RACK1 is required for normal B cell development and signaling but not RAG1 degradation.

Abstract

V(D)J recombination is constrained by timely degradation of the RAG1 and RAG2 proteins through distinct mechanisms. Previously, we showed that full-length RAG1 stability is regulated by viral protein R binding protein (VprBP) through its association with an amino-terminal region in RAG1, but the mechanism remains unclear. As an unbiased approach to uncover potential cofactors involved in the process, we compared protein interactomes between RAG1/RAG2 complexes formed when the amino-terminal third of RAG1 was present or absent. These experiments identified RACK1 as preferentially associating with full-length RAG1. Because RACK1 is implicated in mediating protein degradation in other contexts, we evaluated how loss of RACK1 in B cells affects B cell development and V(D)J recombination. We find that conditional disruption of Rack1 expression in the B lineage in mice blocks B cell development at the pro-B cell stage and impairs V(D)J recombination after Igh DH-JH rearrangement. In this background, enforced Bcl2 expression does not significantly rescue B cell development but does enable the V(D)J recombination defect to be bypassed.

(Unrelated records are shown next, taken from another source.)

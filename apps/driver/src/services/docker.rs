use crate::models::settings::ImageSettings;
use crate::services::runner::{CommandSpec, Step};
use std::path::{Path, PathBuf};

/// Builds the `docker` invocations for a set of images tagged with one version.
#[derive(Debug)]
pub struct ImageBuilder<'a> {
    root: PathBuf,
    registry: &'a str,
    version: &'a str,
    images: &'a [ImageSettings],
}

impl<'a> ImageBuilder<'a> {
    /// Creates a builder resolving image contexts against `root`.
    #[must_use]
    pub fn new(
        root: &Path,
        registry: &'a str,
        version: &'a str,
        images: &'a [ImageSettings],
    ) -> Self {
        Self { root: root.to_path_buf(), registry: registry.trim_end_matches('/'), version, images }
    }

    /// Full reference an image is built and pushed under.
    #[must_use]
    pub fn tag(&self, image: &ImageSettings) -> String {
        format!("{}/{}:{}", self.registry, image.name, self.version)
    }

    /// `docker build` for every image, in declaration order.
    #[must_use]
    pub fn build_steps(&self) -> Vec<Step> {
        self.images
            .iter()
            .map(|image| {
                let command = self
                    .docker()
                    .arg("build")
                    .arg("-f")
                    .arg(image.dockerfile.display().to_string())
                    .arg("-t")
                    .arg(self.tag(image))
                    .arg(image.context.display().to_string());
                Step::new(format!("build {}", image.name), command)
            })
            .collect()
    }

    /// `docker push` for every image, in declaration order.
    #[must_use]
    pub fn push_steps(&self) -> Vec<Step> {
        self.images
            .iter()
            .map(|image| {
                let command = self.docker().arg("push").arg(self.tag(image));
                Step::new(format!("push {}", image.name), command)
            })
            .collect()
    }

    fn docker(&self) -> CommandSpec {
        CommandSpec::new("docker").current_dir(&self.root)
    }
}
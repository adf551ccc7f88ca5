//! # CLI Argument Definitions
//!
//! This module defines the command-line surface of the pipeline driver using the `clap` crate.
//! Every flag is independent except `--circle`, which replaces several of them with the CI profile.

use clap::{ArgAction, Parser};
use std::path::PathBuf;

/// The main CLI structure parsing command-line arguments.
#[derive(Debug, Default, Parser)]
#[command(name = "pipeline")]
#[command(author = env!("CARGO_PKG_AUTHORS"))]
#[command(version = env!("CARGO_PKG_VERSION"))]
#[command(about = "Sets up, lints, builds, pushes and tests the application in one pass")]
pub struct Cli {
    /// Use the fixed CI profile (overrides --registry, --version-suffix, --lint,
    /// --manage-virtualenv and --build-and-push)
    #[arg(long)]
    pub circle: bool,

    /// Container registry the images are pushed to
    #[arg(long, value_name = "REGISTRY")]
    pub registry: Option<String>,

    /// Build and push the container images
    #[arg(long)]
    pub build_and_push: bool,

    /// Version suffix template; supports the {OS} and {TIME} placeholders
    #[arg(long, value_name = "FMT", default_value = "", allow_hyphen_values = true)]
    pub version_suffix: String,

    /// Recreate the virtualenv before doing anything else
    #[arg(long)]
    pub manage_virtualenv: bool,

    /// Skip the test suite
    #[arg(long)]
    pub no_tests: bool,

    /// Run the linters and the license header check
    #[arg(long)]
    pub lint: bool,

    /// Extra environment entry for the test run (repeatable, ignored with --circle)
    #[arg(long = "test-env", value_name = "KEY=VALUE", value_parser = parse_key_value)]
    pub test_env: Vec<(String, String)>,

    /// Let the test runner distribute tests over several workers
    #[arg(long)]
    pub parallel: bool,

    /// Print the commands that would run instead of running them
    #[arg(long)]
    pub dry_run: bool,

    /// Settings file (defaults to ./pipeline.toml when present)
    #[arg(long, value_name = "PATH")]
    pub config: Option<PathBuf>,

    /// Also write the run log into this directory
    #[arg(long, value_name = "DIR")]
    pub log_dir: Option<PathBuf>,

    /// Increase log verbosity (-v debug, -vv trace)
    #[arg(short, long, action = ArgAction::Count)]
    pub verbose: u8,

    /// Arguments passed verbatim to the test runner
    #[arg(value_name = "TEST_ARGS", trailing_var_arg = true, allow_hyphen_values = true)]
    pub test_args: Vec<String>,
}

fn parse_key_value(raw: &str) -> Result<(String, String), String> {
    match raw.split_once('=') {
        Some((key, value)) if !key.trim().is_empty() => {
            Ok((key.trim().to_owned(), value.to_owned()))
        },
        _ => Err(format!("expected KEY=VALUE, got '{raw}'")),
    }
}
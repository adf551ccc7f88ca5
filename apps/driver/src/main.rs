#![warn(rust_2018_idioms, unused_lifetimes)]
#![allow(clippy::print_stderr, clippy::print_stdout)]

use clap::Parser;
use pipeline_driver::error::USAGE_EXIT_CODE;
use pipeline_driver::models::args::Cli;
use pipeline_logger::Logger;
use std::process::ExitCode;

fn main() -> ExitCode {
    let cli = Cli::parse();

    let mut logger = Logger::builder().name(env!("CARGO_BIN_NAME")).verbosity(cli.verbose);
    if let Some(dir) = &cli.log_dir {
        logger = logger.path(dir);
    }
    let _logger = match logger.init() {
        Ok(logger) => logger,
        Err(err) => {
            eprintln!("❌ {err}");
            return ExitCode::from(USAGE_EXIT_CODE);
        },
    };

    match pipeline_driver::run(&cli) {
        Ok(()) => ExitCode::SUCCESS,
        Err(err) => {
            tracing::debug!(?err, "Pipeline aborted");
            eprintln!("❌ {err}");
            ExitCode::from(err.exit_code())
        },
    }
}
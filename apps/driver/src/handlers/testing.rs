use crate::error::Result;
use crate::handlers::pipeline::PipelineContext;
use crate::handlers::setup::cache_privileges;
use std::collections::BTreeMap;

/// Registry the test suite pulls images from.
pub const REGISTRY_VAR: &str = "PIPELINE_REGISTRY";
/// Version of the images under test.
pub const VERSION_VAR: &str = "PIPELINE_VERSION";
/// Keeps the application from reporting usage while under test.
pub const TELEMETRY_OPT_OUT: (&str, &str) = ("DO_NOT_TRACK", "1");

/// Fixed runner arguments: verbose output and a per-test timeout enforced by the runner.
const BASE_ARGS: [&str; 3] = ["-v", "--timeout=360", "--timeout_method=thread"];

/// Environment entries added for the test run; caller overrides win.
///
/// `registry` is the validated registry the images were pushed to.
#[must_use]
pub fn test_environment(
    ctx: &PipelineContext<'_>,
    registry: Option<&str>,
    version: &str,
) -> BTreeMap<String, String> {
    let mut env = BTreeMap::new();
    if let Some(registry) = registry {
        env.insert(REGISTRY_VAR.to_owned(), registry.to_owned());
    }
    env.insert(VERSION_VAR.to_owned(), version.to_owned());
    env.insert(TELEMETRY_OPT_OUT.0.to_owned(), TELEMETRY_OPT_OUT.1.to_owned());
    env.extend(ctx.config.test_env.clone());
    env
}

/// Runner arguments: the fixed base, optional worker count, then the caller's arguments.
#[must_use]
pub fn runner_args(ctx: &PipelineContext<'_>) -> Vec<String> {
    let mut args: Vec<String> = BASE_ARGS.iter().map(|a| (*a).to_owned()).collect();
    if ctx.config.parallel {
        args.push("-n".to_owned());
        args.push(ctx.env.test_parallelism().to_owned());
    }
    args.extend(ctx.config.test_args.iter().cloned());
    args
}

/// Runs the test suite against the images tagged `version`.
///
/// # Errors
/// Returns an error if `sudo` fails or the test runner exits unsuccessfully.
pub fn run_tests(ctx: &PipelineContext<'_>, registry: Option<&str>, version: &str) -> Result<()> {
    cache_privileges(ctx)?;

    println!("🧪 Running tests via '{}'...", ctx.settings.tests.runner);
    let command = ctx
        .command(ctx.settings.tests.runner.clone())
        .args(runner_args(ctx))
        .envs(test_environment(ctx, registry, version));
    ctx.runner.run(&command, &ctx.env)
}
use crate::error::Result;
use crate::handlers::pipeline::PipelineContext;
use crate::services::docker::ImageBuilder;
use crate::services::runner::run_steps;

/// Builds every image, then pushes every image.
///
/// # Errors
/// Returns the first failing `docker` invocation's error; nothing is pushed if a build fails.
pub fn build_and_push(ctx: &PipelineContext<'_>, registry: &str, version: &str) -> Result<()> {
    let builder = ImageBuilder::new(ctx.root(), registry, version, &ctx.settings.images.0);

    println!("🐳 Building images...");
    run_steps(ctx.runner, &builder.build_steps(), &ctx.env)?;

    println!("📤 Pushing images to {registry}...");
    run_steps(ctx.runner, &builder.push_steps(), &ctx.env)
}
use crate::error::{PipelineError, PipelineErrorExt, Result};
use crate::models::environment::Environment;
use std::collections::BTreeMap;
use std::fmt;
use std::path::{Path, PathBuf};
use std::process::{Command, Stdio};
use tracing::{debug, info};

/// An external program invocation: program, arguments, extra environment and working directory.
#[derive(Debug, Clone, PartialEq, Eq)]
pub struct CommandSpec {
    program: String,
    args: Vec<String>,
    envs: BTreeMap<String, String>,
    current_dir: Option<PathBuf>,
}

impl CommandSpec {
    pub fn new(program: impl Into<String>) -> Self {
        Self { program: program.into(), args: Vec::new(), envs: BTreeMap::new(), current_dir: None }
    }

    #[must_use]
    pub fn arg(mut self, arg: impl Into<String>) -> Self {
        self.args.push(arg.into());
        self
    }

    #[must_use]
    pub fn args<I, S>(mut self, args: I) -> Self
    where
        I: IntoIterator<Item = S>,
        S: Into<String>,
    {
        self.args.extend(args.into_iter().map(Into::into));
        self
    }

    /// Adds environment entries on top of the inherited snapshot.
    #[must_use]
    pub fn envs<I, K, V>(mut self, envs: I) -> Self
    where
        I: IntoIterator<Item = (K, V)>,
        K: Into<String>,
        V: Into<String>,
    {
        self.envs.extend(envs.into_iter().map(|(k, v)| (k.into(), v.into())));
        self
    }

    #[must_use]
    pub fn current_dir(mut self, dir: impl Into<PathBuf>) -> Self {
        self.current_dir = Some(dir.into());
        self
    }

    #[must_use]
    pub fn program(&self) -> &str {
        &self.program
    }

    #[must_use]
    pub fn arguments(&self) -> &[String] {
        &self.args
    }

    #[must_use]
    pub const fn env_overrides(&self) -> &BTreeMap<String, String> {
        &self.envs
    }

    fn to_command(&self, env: &Environment) -> Command {
        let program = env.locate(&self.program).unwrap_or_else(|| PathBuf::from(&self.program));
        let mut command = Command::new(program);
        command.args(&self.args).env_clear().envs(env.iter()).envs(&self.envs);
        if let Some(dir) = &self.current_dir {
            command.current_dir(dir);
        }
        command
    }
}

impl fmt::Display for CommandSpec {
    fn fmt(&self, f: &mut fmt::Formatter<'_>) -> fmt::Result {
        f.write_str(&quote(&self.program))?;
        for arg in &self.args {
            write!(f, " {}", quote(arg))?;
        }
        Ok(())
    }
}

fn quote(part: &str) -> String {
    if !part.is_empty() && !part.contains(|c: char| c.is_whitespace() || c == '\'' || c == '"') {
        return part.to_owned();
    }
    format!("'{}'", part.replace('\'', r"'\''"))
}

/// A named entry in an ordered list of pipeline commands.
#[derive(Debug, Clone, PartialEq, Eq)]
pub struct Step {
    pub name: String,
    pub command: CommandSpec,
}

impl Step {
    pub fn new(name: impl Into<String>, command: CommandSpec) -> Self {
        Self { name: name.into(), command }
    }
}

/// Executes external commands on behalf of the pipeline.
pub trait CommandRunner: fmt::Debug {
    /// Runs `command` to completion with inherited stdio.
    ///
    /// # Errors
    /// Returns [`PipelineError::Spawn`] if the program cannot start and
    /// [`PipelineError::CommandFailed`] if it exits unsuccessfully.
    fn run(&self, command: &CommandSpec, env: &Environment) -> Result<()>;

    /// Runs a read-only query and returns its stdout.
    ///
    /// # Errors
    /// Same as [`CommandRunner::run`].
    fn capture(&self, command: &CommandSpec, env: &Environment) -> Result<String>;

    /// Deletes a directory tree if it exists.
    ///
    /// # Errors
    /// Returns [`PipelineError::Io`] if the tree exists but cannot be removed.
    fn remove_dir_all(&self, path: &Path) -> Result<()>;
}

/// Runs every step in order, stopping at the first failure.
///
/// # Errors
/// Returns the error of the first failing step.
pub fn run_steps(runner: &dyn CommandRunner, steps: &[Step], env: &Environment) -> Result<()> {
    for step in steps {
        debug!(step = %step.name, "Starting step");
        runner.run(&step.command, env)?;
    }
    Ok(())
}

/// Spawns real processes.
#[derive(Debug, Default, Clone, Copy)]
pub struct SystemRunner;

impl CommandRunner for SystemRunner {
    fn run(&self, command: &CommandSpec, env: &Environment) -> Result<()> {
        info!("$ {command}");
        if !command.env_overrides().is_empty() {
            debug!(env = ?command.env_overrides(), "Environment overrides");
        }

        let status = command
            .to_command(env)
            .stdin(Stdio::inherit())
            .stdout(Stdio::inherit())
            .stderr(Stdio::inherit())
            .status()
            .map_err(|source| spawn_error(command, source))?;

        if !status.success() {
            return Err(PipelineError::CommandFailed {
                command: command.to_string(),
                code: status.code(),
            });
        }
        Ok(())
    }

    fn capture(&self, command: &CommandSpec, env: &Environment) -> Result<String> {
        debug!("$ {command}");
        let output = command
            .to_command(env)
            .stdin(Stdio::null())
            .stderr(Stdio::inherit())
            .output()
            .map_err(|source| spawn_error(command, source))?;

        if !output.status.success() {
            return Err(PipelineError::CommandFailed {
                command: command.to_string(),
                code: output.status.code(),
            });
        }
        Ok(String::from_utf8_lossy(&output.stdout).into_owned())
    }

    fn remove_dir_all(&self, path: &Path) -> Result<()> {
        if !path.exists() {
            return Ok(());
        }
        info!("Removing {}", path.display());
        std::fs::remove_dir_all(path).context(format!("Failed to remove {}", path.display()))
    }
}

fn spawn_error(command: &CommandSpec, source: std::io::Error) -> PipelineError {
    PipelineError::Spawn {
        program: command.program().to_owned(),
        source,
        context: Some("Is it installed and on PATH?".into()),
    }
}

/// Prints side-effecting commands instead of running them.
///
/// Read-only queries still run so that derived values (the version tag) are real.
#[derive(Debug, Default, Clone, Copy)]
pub struct DryRunner {
    queries: SystemRunner,
}

impl CommandRunner for DryRunner {
    fn run(&self, command: &CommandSpec, _env: &Environment) -> Result<()> {
        println!("[dry-run] {command}");
        Ok(())
    }

    fn capture(&self, command: &CommandSpec, env: &Environment) -> Result<String> {
        self.queries.capture(command, env)
    }

    fn remove_dir_all(&self, path: &Path) -> Result<()> {
        println!("[dry-run] rm -rf {}", quote(&path.display().to_string()));
        Ok(())
    }
}


#[cfg(test)]
mod tests {
    use super::fake::RecordingRunner;
    use super::*;

    #[test]
    fn display_quotes_only_when_needed() {
        let command = CommandSpec::new("docker").args(["build", "-t", "a b", "", "it's"]);
        assert_eq!(command.to_string(), r"docker build -t 'a b' '' 'it'\''s'");
    }

    #[test]
    fn steps_stop_at_first_failure() {
        let runner = RecordingRunner::failing("", "mypy", 4);
        let steps = [
            Step::new("flake8", CommandSpec::new("flake8").arg("src")),
            Step::new("mypy", CommandSpec::new("mypy").arg("src")),
            Step::new("yapf", CommandSpec::new("yapf").arg("--diff")),
        ];

        let err = run_steps(&runner, &steps, &Environment::default()).unwrap_err();
        assert_eq!(err.exit_code(), 4);
        assert_eq!(runner.lines(), ["flake8 src", "mypy src"]);
    }

    #[cfg(unix)]
    #[test]
    fn system_runner_reports_exit_status() {
        let env = Environment::from_vars([("PATH", "/bin:/usr/bin")]);
        let command = CommandSpec::new("sh").args(["-c", "exit 7"]);
        let err = SystemRunner.run(&command, &env).unwrap_err();
        assert!(matches!(err, PipelineError::CommandFailed { code: Some(7), .. }));
        assert_eq!(err.exit_code(), 7);
    }

    #[cfg(unix)]
    #[test]
    fn system_runner_passes_snapshot_and_overrides() {
        let env = Environment::from_vars([("PATH", "/bin:/usr/bin"), ("FROM_SNAPSHOT", "a")]);
        let command = CommandSpec::new("sh")
            .args(["-c", "printf '%s-%s' \"$FROM_SNAPSHOT\" \"$FROM_OVERRIDE\""])
            .envs([("FROM_OVERRIDE", "b")]);
        assert_eq!(SystemRunner.capture(&command, &env).unwrap(), "a-b");
    }

    #[cfg(unix)]
    #[test]
    fn non_utf8_variables_reach_the_child() {
        use std::os::unix::ffi::OsStrExt;

        let env = Environment::from_vars([("PATH", "/bin:/usr/bin")])
            .with_var("LATIN", std::ffi::OsStr::from_bytes(b"caf\xe9"));
        let command = CommandSpec::new("sh").args(["-c", "printf '%s' \"$LATIN\" | od -An -tx1"]);
        let dump = SystemRunner.capture(&command, &env).unwrap();
        assert_eq!(dump.split_whitespace().collect::<Vec<_>>(), ["63", "61", "66", "e9"]);
    }

    #[test]
    fn missing_program_is_a_spawn_error() {
        let err = SystemRunner
            .run(&CommandSpec::new("definitely-not-a-real-tool-4711"), &Environment::default())
            .unwrap_err();
        assert!(matches!(err, PipelineError::Spawn { .. }));
        assert_eq!(err.exit_code(), crate::error::SPAWN_EXIT_CODE);
    }

    #[test]
    fn dry_runner_leaves_directories_alone() {
        let dir = tempfile::tempdir().unwrap();
        DryRunner::default().remove_dir_all(dir.path()).unwrap();
        assert!(dir.path().exists());
    }
}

However, the phenotype of these mice does not show the excessive Igk rearrangement, skewing toward Igλ+ B cells, or increased RAG1 protein levels observed when VprBP expression is similarly disrupted in B cells, arguing against RACK1 serving as a cofactor in RAG1 degradation. Further studies provide evidence that loss of RACK1 in primary B cells dysregulates cell cycle progression, apoptosis, proliferation, and signaling through MAPK and NF-κB pathways.